Effect of graphene electrode functionalization on machine learning-aided single nucleotide classification†
Abstract
Solid-state nanogap-based DNA sequencing with a quantum tunneling approach has emerged as a promising avenue due to its potential to deliver swift and precise sequencing outcomes. Nevertheless, despite significant progress, experimentally achieving single base resolution with a high signal-to-noise ratio remains a daunting challenge. In this work, we have utilized a machine learning (ML) framework coupled with the quantum transport method to assess and compare the nucleotide identification performance of graphene nanogaps functionalized with four different edge-saturating entities (C, H, N, and OH).

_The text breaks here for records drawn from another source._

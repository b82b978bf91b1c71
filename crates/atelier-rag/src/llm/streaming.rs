//! Streaming response handling for generation.
//!
//! A `TokenStream` is the consumer half of a capacity-1 channel. The producer
//! blocks on `send` until the previous fragment is taken, so it never runs
//! more than one fragment ahead. Dropping the `TokenStream` fails the
//! producer's next send; that is the cancellation signal.

use std::pin::Pin;
use std::task::{Context, Poll};

use futures::Stream;
use tokio::sync::mpsc;

/// One fragment from a streaming provider. A stream ends with exactly one
/// `Done` or `Error`; no `Delta` follows either.
#[derive(Debug, Clone, PartialEq)]
pub enum StreamFragment {
    Delta { text: String },
    Done,
    Error { message: String },
}

pub struct TokenStream {
    receiver: mpsc::Receiver<StreamFragment>,
}

impl TokenStream {
    /// Build the producer/consumer pair. Capacity is fixed at 1 to enforce
    /// single-item lookahead.
    pub fn channel() -> (mpsc::Sender<StreamFragment>, TokenStream) {
        let (tx, rx) = mpsc::channel(1);
        (tx, TokenStream { receiver: rx })
    }

    pub async fn next(&mut self) -> Option<StreamFragment> {
        self.receiver.recv().await
    }

    /// Drain the stream, concatenating deltas verbatim. Returns the
    /// accumulated text and the error message if the stream ended with one.
    pub async fn collect(mut self) -> (String, Option<String>) {
        let mut text = String::new();
        while let Some(fragment) = self.next().await {
            match fragment {
                StreamFragment::Delta { text: t } => text.push_str(&t),
                StreamFragment::Done => break,
                StreamFragment::Error { message } => return (text, Some(message)),
            }
        }
        (text, None)
    }
}

impl Stream for TokenStream {
    type Item = StreamFragment;

    fn poll_next(mut self: Pin<&mut Self>, cx: &mut Context<'_>) -> Poll<Option<Self::Item>> {
        self.receiver.poll_recv(cx)
    }
}

#[cfg(test)]
mod tests {
    use super::*;

    #[tokio::test]
    async fn collect_concatenates_deltas_verbatim() {
        let (tx, stream) = TokenStream::channel();
        tokio::spawn(async move {
            for text in ["Ciao", " mondo", "!"] {
                tx.send(StreamFragment::Delta { text: text.into() })
                    .await
                    .unwrap();
            }
            tx.send(StreamFragment::Done).await.unwrap();
        });

        let (text, error) = stream.collect().await;
        assert_eq!(text, "Ciao mondo!");
        assert!(error.is_none());
    }

    #[tokio::test]
    async fn error_fragment_carries_partial_text() {
        let (tx, stream) = TokenStream::channel();
        tokio::spawn(async move {
            tx.send(StreamFragment::Delta { text: "metà".into() })
                .await
                .unwrap();
            tx.send(StreamFragment::Error {
                message: "connection reset".into(),
            })
            .await
            .unwrap();
        });

        let (text, error) = stream.collect().await;
        assert_eq!(text, "metà");
        assert_eq!(error.as_deref(), Some("connection reset"));
    }

    #[tokio::test]
    async fn dropped_receiver_fails_producer_send() {
        let (tx, stream) = TokenStream::channel();
        drop(stream);
        let result = tx.send(StreamFragment::Done).await;
        assert!(result.is_err());
    }

    #[tokio::test]
    async fn producer_blocks_until_fragment_is_consumed() {
        let (tx, mut stream) = TokenStream::channel();
        tx.send(StreamFragment::Delta { text: "a".into() })
            .await
            .unwrap();
        // Channel is full; a second send must not complete yet.
        let pending = tx.try_send(StreamFragment::Delta { text: "b".into() });
        assert!(pending.is_err());

        assert!(matches!(
            stream.next().await,
            Some(StreamFragment::Delta { .. })
        ));
        tx.try_send(StreamFragment::Delta { text: "b".into() })
            .unwrap();
    }
}
//! Completion provider boundary.

pub mod openai;
pub mod streaming;

pub use openai::OpenAiCompletions;
pub use streaming::{StreamFragment, TokenStream};

use async_trait::async_trait;
use serde::{Deserialize, Serialize};

use crate::error::Result;
use crate::types::MessageRole;

/// One message in a provider request, in the wire shape OpenAI-compatible
/// APIs expect.
#[derive(Debug, Clone, Serialize, Deserialize)]
pub struct ChatMessage {
    pub role: MessageRole,
    pub content: String,
}

impl ChatMessage {
    pub fn new(role: MessageRole, content: impl Into<String>) -> Self {
        Self {
            role,
            content: content.into(),
        }
    }
}

#[derive(Debug, Clone)]
pub struct GenerationConfig {
    pub temperature: f32,
    pub max_tokens: u32,
    pub top_p: f32,
}

impl Default for GenerationConfig {
    fn default() -> Self {
        Self {
            temperature: 0.7,
            max_tokens: 800,
            top_p: 1.0,
        }
    }
}

/// A complete (non-streamed) generation result.
#[derive(Debug, Clone)]
pub struct Completion {
    pub text: String,
    pub tokens_used: Option<u32>,
}

#[async_trait]
pub trait CompletionProvider: Send + Sync {
    /// One-shot generation. Idempotent from the caller's perspective, so
    /// transient failures may be retried by the implementation.
    async fn complete(
        &self,
        messages: &[ChatMessage],
        config: &GenerationConfig,
    ) -> Result<Completion>;

    /// Streaming generation. Not retried: fragments already delivered cannot
    /// be withdrawn, so mid-stream failures surface as an `Error` fragment.
    async fn complete_stream(
        &self,
        messages: &[ChatMessage],
        config: &GenerationConfig,
    ) -> Result<TokenStream>;

    fn model(&self) -> &str;
}
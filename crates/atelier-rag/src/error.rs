//! Error taxonomy for the retrieval and generation pipeline.
//!
//! Retrieval-stage failures are caught by the engine and degrade the turn to
//! "no context"; only validation and generation failures reach the caller.

use std::time::Duration;

pub type Result<T> = std::result::Result<T, Error>;

#[derive(Debug, thiserror::Error)]
pub enum Error {
    /// Malformed or oversized input, rejected before any external call.
    #[error("invalid {field}: {message}")]
    Validation { field: &'static str, message: String },

    /// Query embedding does not match the store's configured dimensionality.
    #[error("embedding dimension mismatch: expected {expected}, got {got}")]
    DimensionMismatch { expected: usize, got: usize },

    /// Rate limiting, timeouts, 5xx-class provider failures. Retryable.
    #[error("transient provider failure: {message}")]
    ProviderTransient { message: String },

    /// Authentication or request validation failures from a provider. Not retried.
    #[error("provider error: {message}")]
    ProviderFatal { message: String },

    /// A write to the conversation store failed. Logged, never fails a turn.
    #[error("persistence failure: {message}")]
    Persistence { message: String },
}

impl Error {
    pub fn is_transient(&self) -> bool {
        matches!(self, Error::ProviderTransient { .. })
    }

    /// Map an HTTP status from an external provider onto the taxonomy.
    /// 408/429 and 5xx are transient; everything else client-side is fatal.
    pub fn from_status(status: reqwest::StatusCode, body: &str) -> Self {
        let message = format!("HTTP {}: {}", status, truncate_body(body));
        if status.as_u16() == 408 || status.as_u16() == 429 || status.is_server_error() {
            Error::ProviderTransient { message }
        } else {
            Error::ProviderFatal { message }
        }
    }
}

impl From<reqwest::Error> for Error {
    fn from(e: reqwest::Error) -> Self {
        if e.is_timeout() || e.is_connect() {
            Error::ProviderTransient {
                message: e.to_string(),
            }
        } else {
            Error::ProviderFatal {
                message: e.to_string(),
            }
        }
    }
}

fn truncate_body(body: &str) -> String {
    body.chars().take(300).collect()
}

/// Retry an idempotent async operation with exponential backoff.
/// Only transient failures are retried; fatal errors surface immediately.
pub async fn with_retries<T, F, Fut>(max_attempts: u32, op_name: &str, mut op: F) -> Result<T>
where
    F: FnMut() -> Fut,
    Fut: std::future::Future<Output = Result<T>>,
{
    let mut attempt = 0;
    loop {
        attempt += 1;
        match op().await {
            Ok(v) => return Ok(v),
            Err(e) if e.is_transient() && attempt < max_attempts => {
                let delay = Duration::from_millis(250 * 2u64.pow(attempt - 1));
                tracing::warn!(
                    error = %e,
                    attempt,
                    max_attempts,
                    delay_ms = delay.as_millis() as u64,
                    "{} failed transiently, retrying",
                    op_name
                );
                tokio::time::sleep(delay).await;
            }
            Err(e) => return Err(e),
        }
    }
}

#[cfg(test)]
mod tests {
    use super::*;
    use std::sync::atomic::{AtomicU32, Ordering};

    #[tokio::test]
    async fn retries_transient_then_succeeds() {
        let calls = AtomicU32::new(0);
        let result = with_retries(3, "test_op", || {
            let n = calls.fetch_add(1, Ordering::SeqCst);
            async move {
                if n < 2 {
                    Err(Error::ProviderTransient {
                        message: "rate limited".into(),
                    })
                } else {
                    Ok(42)
                }
            }
        })
        .await;

        assert_eq!(result.unwrap(), 42);
        assert_eq!(calls.load(Ordering::SeqCst), 3);
    }

    #[tokio::test]
    async fn fatal_errors_are_not_retried() {
        let calls = AtomicU32::new(0);
        let result: Result<()> = with_retries(3, "test_op", || {
            calls.fetch_add(1, Ordering::SeqCst);
            async {
                Err(Error::ProviderFatal {
                    message: "bad api key".into(),
                })
            }
        })
        .await;

        assert!(result.is_err());
        assert_eq!(calls.load(Ordering::SeqCst), 1);
    }

    #[test]
    fn status_classification() {
        let transient = Error::from_status(reqwest::StatusCode::TOO_MANY_REQUESTS, "slow down");
        assert!(transient.is_transient());
        let transient = Error::from_status(reqwest::StatusCode::BAD_GATEWAY, "");
        assert!(transient.is_transient());
        let fatal = Error::from_status(reqwest::StatusCode::UNAUTHORIZED, "bad key");
        assert!(!fatal.is_transient());
    }
}
//! Hybrid search: query classification, entity lookup, vector similarity,
//! and result merging behind one entry point.

pub mod entity;
pub mod merge;
pub mod vector;

pub use entity::{EntityMatch, EntitySearcher};
pub use merge::merge_hybrid_results;
pub use vector::{cosine_similarity, VectorSearcher};

use std::sync::Arc;

use futures::future::join_all;

use crate::classifier::QueryClassifier;
use crate::error::Result;
use crate::storage::DocumentStore;
use crate::types::{DocumentChunk, MetadataFilter, QueryClassification};

pub struct HybridSearcher {
    classifier: QueryClassifier,
    store: Arc<dyn DocumentStore>,
    entity: EntitySearcher,
    vector: VectorSearcher,
}

impl HybridSearcher {
    pub fn new(
        classifier: QueryClassifier,
        store: Arc<dyn DocumentStore>,
        embedding_dimension: usize,
        candidate_multiplier: usize,
    ) -> Self {
        Self {
            classifier,
            store: store.clone(),
            entity: EntitySearcher::new(store.clone()),
            vector: VectorSearcher::new(store, embedding_dimension, candidate_multiplier),
        }
    }

    pub fn classifier(&self) -> &QueryClassifier {
        &self.classifier
    }

    pub fn into_store(self) -> Arc<dyn DocumentStore> {
        self.store
    }

    /// Run the full hybrid pipeline for one query.
    ///
    /// Vector search always runs; entity search runs only when classification
    /// extracts entities. A category classification injects a category filter
    /// when the caller supplied none. Entity and vector lookups are issued
    /// concurrently and the merge waits for both.
    pub async fn search(
        &self,
        query_text: &str,
        query_embedding: &[f32],
        match_count: usize,
        match_threshold: f32,
        filter: Option<MetadataFilter>,
    ) -> Result<Vec<DocumentChunk>> {
        let classification = self.classifier.classify(query_text);
        tracing::info!(
            classification = ?classification,
            confidence = classification.confidence(),
            "query classified"
        );

        let mut filter = filter;
        let needs_category = filter.as_ref().map_or(true, |f| f.category.is_none());
        let entities: Vec<String> = match &classification {
            QueryClassification::EntityBased { entities } => entities.clone(),
            QueryClassification::CategoryBased { categories } => {
                if needs_category {
                    let category = categories[0].clone();
                    tracing::info!(category, "injecting category filter from classification");
                    filter
                        .get_or_insert_with(MetadataFilter::default)
                        .category = Some(category);
                }
                Vec::new()
            }
            QueryClassification::Semantic => {
                // No entity or category signal; fall back to coarse intent.
                if needs_category {
                    if let Some(intent) = self.classifier.detect_intent(query_text) {
                        tracing::info!(category = intent, "injecting category filter from intent");
                        filter
                            .get_or_insert_with(MetadataFilter::default)
                            .category = Some(intent.to_string());
                    }
                }
                Vec::new()
            }
        };

        let entity_lookups = join_all(
            entities
                .iter()
                .map(|entity| self.entity.search_by_entity(entity, match_count)),
        );
        let vector_lookup = self.vector.search_similar(
            query_embedding,
            match_count,
            match_threshold,
            filter.as_ref(),
        );
        let (entity_outcomes, vector_results) = tokio::join!(entity_lookups, vector_lookup);
        let vector_results = vector_results?;

        // Union entity matches across entities, de-duplicated by chunk id.
        let mut entity_results: Vec<DocumentChunk> = Vec::new();
        for outcome in entity_outcomes {
            match outcome {
                Ok(matches) => {
                    for m in matches {
                        if !entity_results.iter().any(|c| c.id == m.chunk.id) {
                            entity_results.push(m.chunk);
                        }
                    }
                }
                Err(e) => {
                    // Entity lookup failure falls back to pure vector results.
                    tracing::warn!(error = %e, "entity search failed, continuing without it");
                }
            }
        }

        if entity_results.is_empty() {
            return Ok(vector_results);
        }
        Ok(merge_hybrid_results(
            entity_results,
            vector_results,
            match_count,
        ))
    }
}

#[cfg(test)]
mod tests {
    use super::*;
    use crate::storage::MemoryDocumentStore;
    use crate::types::DocumentMetadata;

    fn seeded_store() -> Arc<MemoryDocumentStore> {
        let store = MemoryDocumentStore::new();
        store.insert(
            1,
            "Restauro della Campana di Ferro.",
            DocumentMetadata {
                heading: Some("Campana di Ferro".into()),
                category: Some("portfolio".into()),
                priority: Some(0),
                ..Default::default()
            },
            Some(vec![0.0, 1.0, 0.0, 0.0]),
        );
        store.insert(
            2,
            "Negozio concept nel quartiere moda.",
            DocumentMetadata {
                heading: Some("Concept store".into()),
                category: Some("retail".into()),
                priority: Some(5),
                ..Default::default()
            },
            Some(vec![1.0, 0.0, 0.0, 0.0]),
        );
        store.insert(
            3,
            "Appartamento residenziale.",
            DocumentMetadata {
                heading: Some("Residenza privata".into()),
                category: Some("residenziale".into()),
                ..Default::default()
            },
            Some(vec![0.9, 0.1, 0.0, 0.0]),
        );
        Arc::new(store)
    }

    fn searcher(store: Arc<MemoryDocumentStore>) -> HybridSearcher {
        HybridSearcher::new(QueryClassifier::new(), store, 4, 3)
    }

    #[tokio::test]
    async fn entity_match_ranks_first_despite_low_vector_similarity() {
        let searcher = searcher(seeded_store());
        // Embedding points away from chunk 1; entity match still wins.
        let results = searcher
            .search("mostrami il progetto Campana di Ferro", &[1.0, 0.0, 0.0, 0.0], 5, 0.0, None)
            .await
            .unwrap();
        assert_eq!(results[0].id, 1);
        assert_eq!(results[0].similarity, Some(1.0));
    }

    #[tokio::test]
    async fn category_classification_injects_filter() {
        let searcher = searcher(seeded_store());
        let results = searcher
            .search("progetti retail", &[1.0, 0.0, 0.0, 0.0], 5, 0.0, None)
            .await
            .unwrap();
        assert_eq!(results.len(), 1);
        assert_eq!(results[0].id, 2);
    }

    #[tokio::test]
    async fn caller_supplied_category_is_not_overridden() {
        let searcher = searcher(seeded_store());
        let filter = MetadataFilter {
            category: Some("residenziale".into()),
            ..Default::default()
        };
        let results = searcher
            .search("progetti retail", &[0.9, 0.1, 0.0, 0.0], 5, 0.0, Some(filter))
            .await
            .unwrap();
        assert_eq!(results.len(), 1);
        assert_eq!(results[0].id, 3);
    }

    #[tokio::test]
    async fn intent_keywords_inject_category_on_semantic_query() {
        let store = MemoryDocumentStore::new();
        store.insert(
            1,
            "I nostri lavori completati.",
            DocumentMetadata {
                category: Some("portfolio".into()),
                ..Default::default()
            },
            Some(vec![1.0, 0.0, 0.0, 0.0]),
        );
        store.insert(
            2,
            "Come contattarci.",
            DocumentMetadata {
                category: Some("informazioni".into()),
                ..Default::default()
            },
            Some(vec![1.0, 0.0, 0.0, 0.0]),
        );
        let searcher = searcher(Arc::new(store));

        // No entity, no category keyword; "lavori realizzati" scores as
        // portfolio intent.
        let results = searcher
            .search("vorrei vedere i lavori realizzati", &[1.0, 0.0, 0.0, 0.0], 5, 0.0, None)
            .await
            .unwrap();
        assert_eq!(results.len(), 1);
        assert_eq!(results[0].id, 1);
    }

    #[tokio::test]
    async fn semantic_query_uses_vector_order() {
        let searcher = searcher(seeded_store());
        let results = searcher
            .search("qualcosa di interessante", &[1.0, 0.0, 0.0, 0.0], 5, 0.5, None)
            .await
            .unwrap();
        assert_eq!(results[0].id, 2);
        assert!(results.iter().all(|c| c.similarity() >= 0.5));
    }
}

The optimized ML model, especially the random forest classifier (RFC), demonstrates high accuracy (>90%) in classifying unlabeled nucleotides from their transmission readouts with the four functionalized graphene nanogaps. Additionally, the minor variance in the accuracy of nucleotide classification across the nanogaps highlights that RFC can capture the role of electrode–nucleotide coupling dynamics in their transmission function. Moreover, we have also conducted conductance sensitivity (%) and current–voltage (I–V) analyses of each functionalized nanogap. Among the edge-saturating entities, the nitrogen atom terminated graphene nanogap (NGN) is found to be the most sensitive for distinguishing DNA nucleotides. Our quantum transport combined ML study provides a useful perspective by conducting a comparative analysis of the role of edge-saturating entities in single-molecule DNA sequencing.